This repository contains the source code accompanying the paper:
We present an approach that is based on A-optimal experimental design of ill-posed problems and show how one can optimally label a data set by partially probing it, and use it to train a deep network. We present two approaches that make different assumptions on the data set. The first is based on a Bayesian interpretation of the semi-supervised learning problem with the graph Laplacian that is used for the prior distribution and the second is based on a frequentist approach, that updates the estimation of the bias term based on the recovery of the labels. We demonstrate that this approach can be highly efficient for estimating labels and training a deep network.

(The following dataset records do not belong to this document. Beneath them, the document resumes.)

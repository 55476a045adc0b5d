//! Capability-based permission model for bridges.
//!
//! Bridges declare the permissions they need. The registry hands the
//! declarations to a [`PermissionPolicy`] when a bridge is registered and
//! keeps them read-only afterwards.

use serde::{Deserialize, Serialize};
use std::collections::{HashMap, HashSet};

/// A class of resource a bridge can request access to.
#[derive(Debug, Clone, PartialEq, Eq, Hash, Serialize, Deserialize)]
#[serde(from = "String", into = "String")]
pub enum PermissionType {
    /// Read or write files.
    FileSystem,

    /// Open network connections.
    Network,

    /// Spawn subprocesses.
    Process,

    /// Hold in-memory state.
    Memory,

    /// Read clocks or set timers.
    Time,

    /// Use cryptographic primitives.
    Crypto,

    /// Persist data or write to an output.
    Storage,

    /// Custom permission for extension.
    Custom(String),
}

impl PermissionType {
    /// Parse a permission type from a string.
    pub fn parse(s: &str) -> Self {
        match s {
            "filesystem" => PermissionType::FileSystem,
            "network" => PermissionType::Network,
            "process" => PermissionType::Process,
            "memory" => PermissionType::Memory,
            "time" => PermissionType::Time,
            "crypto" => PermissionType::Crypto,
            "storage" => PermissionType::Storage,
            other => PermissionType::Custom(other.to_string()),
        }
    }

    /// Convert permission type to string representation.
    pub fn as_str(&self) -> &str {
        match self {
            PermissionType::FileSystem => "filesystem",
            PermissionType::Network => "network",
            PermissionType::Process => "process",
            PermissionType::Memory => "memory",
            PermissionType::Time => "time",
            PermissionType::Crypto => "crypto",
            PermissionType::Storage => "storage",
            PermissionType::Custom(s) => s,
        }
    }
}

impl From<String> for PermissionType {
    fn from(s: String) -> Self {
        PermissionType::parse(&s)
    }
}

impl From<PermissionType> for String {
    fn from(kind: PermissionType) -> Self {
        kind.as_str().to_string()
    }
}

impl std::fmt::Display for PermissionType {
    fn fmt(&self, f: &mut std::fmt::Formatter<'_>) -> std::fmt::Result {
        f.write_str(self.as_str())
    }
}

/// A single permission declaration.
#[derive(Debug, Clone, PartialEq, Eq, Serialize, Deserialize)]
pub struct Permission {
    #[serde(rename = "type")]
    pub kind: PermissionType,

    /// Resource the permission applies to, e.g. `debug.logging`.
    pub resource: String,

    /// Allowed actions on the resource.
    #[serde(default)]
    pub actions: Vec<String>,

    #[serde(default)]
    pub description: String,
}

impl Permission {
    pub fn new(
        kind: PermissionType,
        resource: impl Into<String>,
        actions: &[&str],
        description: impl Into<String>,
    ) -> Self {
        Self {
            kind,
            resource: resource.into(),
            actions: actions.iter().map(|a| a.to_string()).collect(),
            description: description.into(),
        }
    }

    /// Check if the permission covers an action.
    pub fn allows(&self, action: &str) -> bool {
        self.actions.iter().any(|a| a == action)
    }
}

/// A set of permission types.
#[derive(Debug, Clone, Default, PartialEq, Eq, Serialize, Deserialize)]
pub struct PermissionSet {
    kinds: HashSet<PermissionType>,
}

impl PermissionSet {
    /// Create an empty permission set.
    pub fn new() -> Self {
        Self {
            kinds: HashSet::new(),
        }
    }

    /// Create a permission set from a list of permission type strings.
    pub fn from_strings<I, S>(strings: I) -> Self
    where
        I: IntoIterator<Item = S>,
        S: AsRef<str>,
    {
        let kinds = strings
            .into_iter()
            .map(|s| PermissionType::parse(s.as_ref()))
            .collect();
        Self { kinds }
    }

    /// Add a permission type to the set.
    pub fn add(&mut self, kind: PermissionType) {
        self.kinds.insert(kind);
    }

    /// Check if the set contains a permission type.
    pub fn has(&self, kind: &PermissionType) -> bool {
        self.kinds.contains(kind)
    }

    /// Check if this set is a superset of another.
    pub fn contains_all(&self, other: &PermissionSet) -> bool {
        other.kinds.is_subset(&self.kinds)
    }

    pub fn iter(&self) -> impl Iterator<Item = &PermissionType> {
        self.kinds.iter()
    }

    pub fn len(&self) -> usize {
        self.kinds.len()
    }

    pub fn is_empty(&self) -> bool {
        self.kinds.is_empty()
    }
}

impl FromIterator<PermissionType> for PermissionSet {
    fn from_iter<T: IntoIterator<Item = PermissionType>>(iter: T) -> Self {
        Self {
            kinds: iter.into_iter().collect(),
        }
    }
}

/// Decides whether a bridge may be registered with its declared permissions.
pub trait PermissionPolicy: Send + Sync {
    /// Return `Err(reason)` to refuse the bridge.
    fn evaluate(&self, bridge_id: &str, permissions: &[Permission]) -> Result<(), String>;
}

/// Policy that admits every bridge.
#[derive(Debug, Clone, Copy, Default)]
pub struct AllowAll;

impl PermissionPolicy for AllowAll {
    fn evaluate(&self, _bridge_id: &str, _permissions: &[Permission]) -> Result<(), String> {
        Ok(())
    }
}

/// Policy configuration, usually loaded from the `[policy]` table.
#[derive(Debug, Clone, PartialEq, Eq, Serialize, Deserialize)]
#[serde(default)]
pub struct PolicyConfig {
    /// Admit bridges that have no explicit grant.
    pub default_allow: bool,

    /// Bridges that are always refused.
    pub denied_bridges: Vec<String>,

    /// Per-bridge allowed permission types.
    pub grants: HashMap<String, Vec<String>>,
}

impl Default for PolicyConfig {
    fn default() -> Self {
        Self {
            default_allow: true,
            denied_bridges: Vec::new(),
            grants: HashMap::new(),
        }
    }
}

/// Policy backed by a fixed table of grants.
#[derive(Debug, Clone, Default)]
pub struct StaticPolicy {
    default_allow: bool,
    denied: HashSet<String>,
    grants: HashMap<String, PermissionSet>,
}

impl StaticPolicy {
    /// A policy that refuses any bridge without a grant.
    pub fn deny_by_default() -> Self {
        Self::default()
    }

    pub fn from_config(config: &PolicyConfig) -> Self {
        Self {
            default_allow: config.default_allow,
            denied: config.denied_bridges.iter().cloned().collect(),
            grants: config
                .grants
                .iter()
                .map(|(id, kinds)| (id.clone(), PermissionSet::from_strings(kinds)))
                .collect(),
        }
    }

    pub fn grant(mut self, bridge_id: impl Into<String>, kinds: PermissionSet) -> Self {
        self.grants.insert(bridge_id.into(), kinds);
        self
    }

    pub fn deny(mut self, bridge_id: impl Into<String>) -> Self {
        self.denied.insert(bridge_id.into());
        self
    }
}

impl PermissionPolicy for StaticPolicy {
    fn evaluate(&self, bridge_id: &str, permissions: &[Permission]) -> Result<(), String> {
        if self.denied.contains(bridge_id) {
            return Err("bridge is on the deny list".to_string());
        }

        match self.grants.get(bridge_id) {
            Some(granted) => {
                for permission in permissions {
                    if !granted.has(&permission.kind) {
                        return Err(format!(
                            "{} access to {} was not granted",
                            permission.kind, permission.resource
                        ));
                    }
                }
                Ok(())
            }
            None if self.default_allow || permissions.is_empty() => Ok(()),
            None => Err("no permissions granted".to_string()),
        }
    }
}
//! Per-call execution context.

use std::future::Future;

use tokio_util::sync::CancellationToken;

use crate::error::{BridgeError, BridgeResult};

/// Context passed to every lifecycle and method call.
///
/// Carries the caller's cancellation signal. Cloning the context shares the
/// signal; [`ExecutionContext::child`] derives a context that is cancelled
/// together with its parent but can also be cancelled on its own.
#[derive(Debug, Clone, Default)]
pub struct ExecutionContext {
    token: CancellationToken,
    caller: Option<String>,
}

impl ExecutionContext {
    pub fn new() -> Self {
        Self::default()
    }

    /// Build a context around an existing cancellation token.
    pub fn with_token(token: CancellationToken) -> Self {
        Self {
            token,
            caller: None,
        }
    }

    /// Tag the context with the name of the calling script.
    pub fn with_caller(mut self, caller: impl Into<String>) -> Self {
        self.caller = Some(caller.into());
        self
    }

    pub fn caller(&self) -> Option<&str> {
        self.caller.as_deref()
    }

    pub fn child(&self) -> Self {
        Self {
            token: self.token.child_token(),
            caller: self.caller.clone(),
        }
    }

    pub fn token(&self) -> &CancellationToken {
        &self.token
    }

    pub fn cancel(&self) {
        self.token.cancel();
    }

    pub fn is_cancelled(&self) -> bool {
        self.token.is_cancelled()
    }

    /// Fail with [`BridgeError::Cancelled`] if the context was cancelled.
    pub fn check_cancelled(&self) -> BridgeResult<()> {
        if self.token.is_cancelled() {
            Err(BridgeError::Cancelled)
        } else {
            Ok(())
        }
    }

    /// Wait until the context is cancelled.
    pub async fn cancelled(&self) {
        self.token.cancelled().await;
    }

    /// Run `operation` unless the context is cancelled first.
    pub async fn run<F, T>(&self, operation: F) -> BridgeResult<T>
    where
        F: Future<Output = BridgeResult<T>>,
    {
        tokio::select! {
            biased;
            _ = self.token.cancelled() => Err(BridgeError::Cancelled),
            result = operation => result,
        }
    }
}

#[cfg(test)]
mod tests {
    use super::*;
    use std::time::Duration;

    #[test]
    fn test_check_cancelled() {
        let ctx = ExecutionContext::new();
        assert!(ctx.check_cancelled().is_ok());
        ctx.cancel();
        assert!(ctx.check_cancelled().unwrap_err().is_cancelled());
    }

    #[test]
    fn test_child_follows_parent() {
        let parent = ExecutionContext::new().with_caller("agent.lua");
        let child = parent.child();
        assert_eq!(child.caller(), Some("agent.lua"));

        child.cancel();
        assert!(!parent.is_cancelled());

        let other = parent.child();
        parent.cancel();
        assert!(other.is_cancelled());
    }

    #[tokio::test]
    async fn test_run_stops_on_cancel() {
        let ctx = ExecutionContext::new();
        let cancel = ctx.clone();
        tokio::spawn(async move {
            tokio::time::sleep(Duration::from_millis(10)).await;
            cancel.cancel();
        });

        let result: BridgeResult<()> = ctx
            .run(async {
                tokio::time::sleep(Duration::from_secs(30)).await;
                Ok(())
            })
            .await;
        assert!(result.unwrap_err().is_cancelled());
    }

    #[tokio::test]
    async fn test_run_completes() {
        let ctx = ExecutionContext::new();
        let value = ctx.run(async { Ok(42) }).await.unwrap();
        assert_eq!(value, 42);
    }
}
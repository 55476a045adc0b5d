//! The bridge contract and its lifecycle state.
//!
//! A bridge is a named, versioned unit of host functionality exposed to
//! scripts. It starts out uninitialized, acquires its resources in
//! [`Bridge::initialize`], serves method calls while initialized, and
//! releases everything in [`Bridge::cleanup`].
//!
//! [`LifecycleCell`] holds the state a bridge owns while initialized. The
//! state exists only between a successful initialize and the next cleanup,
//! so a handler can never observe a half-built or already-released bridge.

use async_trait::async_trait;
use std::collections::HashMap;
use std::future::Future;
use tokio::sync::{RwLock, RwLockMappedWriteGuard, RwLockReadGuard, RwLockWriteGuard};

use crate::context::ExecutionContext;
use crate::error::{BridgeError, BridgeResult};
use crate::metadata::{validate_against_catalog, BridgeMetadata, MethodInfo, TypeMapping};
use crate::permission::Permission;
use crate::value::DynamicValue;

/// Host functionality exposed to scripts under a unique id.
#[async_trait]
pub trait Bridge: Send + Sync {
    /// Unique, stable identifier.
    fn id(&self) -> &str;

    /// Descriptive metadata, including dependencies on other bridges.
    fn metadata(&self) -> BridgeMetadata;

    /// Acquire resources. Idempotent: a second call on an initialized bridge
    /// succeeds without doing anything. On failure the bridge stays
    /// uninitialized.
    async fn initialize(&self, ctx: &ExecutionContext) -> BridgeResult<()>;

    /// Release resources. The bridge is uninitialized afterwards even when
    /// releasing fails.
    async fn cleanup(&self, ctx: &ExecutionContext) -> BridgeResult<()>;

    async fn is_initialized(&self) -> bool;

    /// The method catalog. Fixed for the lifetime of the bridge.
    fn methods(&self) -> Vec<MethodInfo>;

    /// Returns true if `method` has a handler.
    fn handles(&self, method: &str) -> bool;

    /// Host types this bridge hands to scripts, keyed by script type name.
    fn type_mappings(&self) -> HashMap<String, TypeMapping> {
        HashMap::new()
    }

    /// Check a call against the catalog without executing it.
    fn validate_method(&self, name: &str, args: &[DynamicValue]) -> BridgeResult<()> {
        validate_against_catalog(self.id(), &self.methods(), name, args)
    }

    /// Permissions the bridge needs. Fixed for the lifetime of the bridge.
    fn required_permissions(&self) -> Vec<Permission>;

    /// Execute a catalog method.
    async fn execute_method(
        &self,
        ctx: &ExecutionContext,
        name: &str,
        args: &[DynamicValue],
    ) -> BridgeResult<DynamicValue>;
}

/// Lifecycle state of a bridge.
#[derive(Debug, Clone, Copy, PartialEq, Eq)]
pub enum LifecycleState {
    Uninitialized,
    Initialized,
}

/// Holds the state a bridge owns while it is initialized.
///
/// Readers share the state; writers get exclusive access. Both fail with
/// [`BridgeError::NotInitialized`] when the bridge is uninitialized.
#[derive(Debug)]
pub struct LifecycleCell<S> {
    slot: RwLock<Option<S>>,
}

impl<S> Default for LifecycleCell<S> {
    fn default() -> Self {
        Self {
            slot: RwLock::new(None),
        }
    }
}

impl<S: Send + Sync> LifecycleCell<S> {
    pub fn new() -> Self {
        Self::default()
    }

    /// Build the state with `init` unless already initialized.
    ///
    /// The cell stays locked while `init` runs, so callers never observe a
    /// partially initialized bridge. If `init` fails nothing is stored.
    pub async fn initialize_with<F, Fut>(&self, init: F) -> BridgeResult<()>
    where
        F: FnOnce() -> Fut,
        Fut: Future<Output = BridgeResult<S>>,
    {
        let mut slot = self.slot.write().await;
        if slot.is_some() {
            return Ok(());
        }
        *slot = Some(init().await?);
        Ok(())
    }

    /// Take the state out and hand it to `release`.
    ///
    /// The cell stays locked until `release` finishes, so an initialize
    /// racing a cleanup runs after it. The cell is uninitialized afterwards
    /// whatever `release` returns. Cleaning up an uninitialized cell is a
    /// no-op.
    pub async fn cleanup_with<F, Fut>(&self, release: F) -> BridgeResult<()>
    where
        F: FnOnce(S) -> Fut,
        Fut: Future<Output = BridgeResult<()>>,
    {
        let mut slot = self.slot.write().await;
        match slot.take() {
            Some(state) => release(state).await,
            None => Ok(()),
        }
    }

    pub async fn is_initialized(&self) -> bool {
        self.slot.read().await.is_some()
    }

    pub async fn state(&self) -> LifecycleState {
        if self.is_initialized().await {
            LifecycleState::Initialized
        } else {
            LifecycleState::Uninitialized
        }
    }

    /// Shared access to the state.
    pub async fn read(&self, bridge_id: &str) -> BridgeResult<RwLockReadGuard<'_, S>> {
        let guard = self.slot.read().await;
        RwLockReadGuard::try_map(guard, Option::as_ref)
            .map_err(|_| BridgeError::NotInitialized(bridge_id.to_string()))
    }

    /// Exclusive access to the state.
    pub async fn write(&self, bridge_id: &str) -> BridgeResult<RwLockMappedWriteGuard<'_, S>> {
        let guard = self.slot.write().await;
        RwLockWriteGuard::try_map(guard, Option::as_mut)
            .map_err(|_| BridgeError::NotInitialized(bridge_id.to_string()))
    }
}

This code is based on PyTorch and requires the following packages:
- torch
- numpy
- scipy
- hnswlib
The exact environment that the paper was run with exist in requirement.txt, but the repository has since been updated further to make it easier for others to use and adapt by improving the documentation and adding type hints to critical functions.
In the paper we run experiements on circle disks and MNIST. In this repository we have provided simple runner scripts that will emulate those experiments (the results won't be reproduced exactly since the code has been altered since the results in the paper were produced, but comparable results should be produced).
This is a simple 2D example that highlights the active learning problem that we are trying to showcase and solve. It is highly recommended to run this problem to get an understanding of how the code works.
run_circles.py will create a dataset with 3 circle-disks with different labels, with only one label known from each disk. The runtime of this example is relatively quick and should be done in a few minutes on most modern computers.
This is a classic benchmark dataset that has previously been used in active learning. The MNIST example has some additional steps that separates it from the circle-disk example that might make it attractive to run in order to get a deeper understanding.
- The MNIST example incorporates feature extraction using an autoencoder. This was not needed in the circle-disk example, since the coordinate distance between each point was already the perfect metric for the distance function required by the graph Laplacian, but for images like MNIST there is no such perfect measure.
- The MNIST example utilizes a neural network for predicting pseudo-labels on top of the clustering, which was not used in the simpler circle-disk example.
- The MNIST example compares its method to the psudo-labelling approach suggested by K. Wang et Al..
run_MNIST.py will download and run MNIST, using all 60000 training samples and 10000 testing samples. The runtime of this example is very long and will likely take between a week and a month to run on a normal computer. However, the code can easily be sped up by lowering the amount of training/testing samples, and the number of training epochs the neural network runs after each active learning step.
If you found this work useful in your research, please consider citing:
@article{boesen2021optimal,
title={A-Optimal Active Learning},
author={Boesen, Tue and Haber, Eldad},
journal={arXiv preprint arXiv:2110.09585},
year={2021}
}
The code and scripts in this repository are distributed under MIT license. See LICENSE file.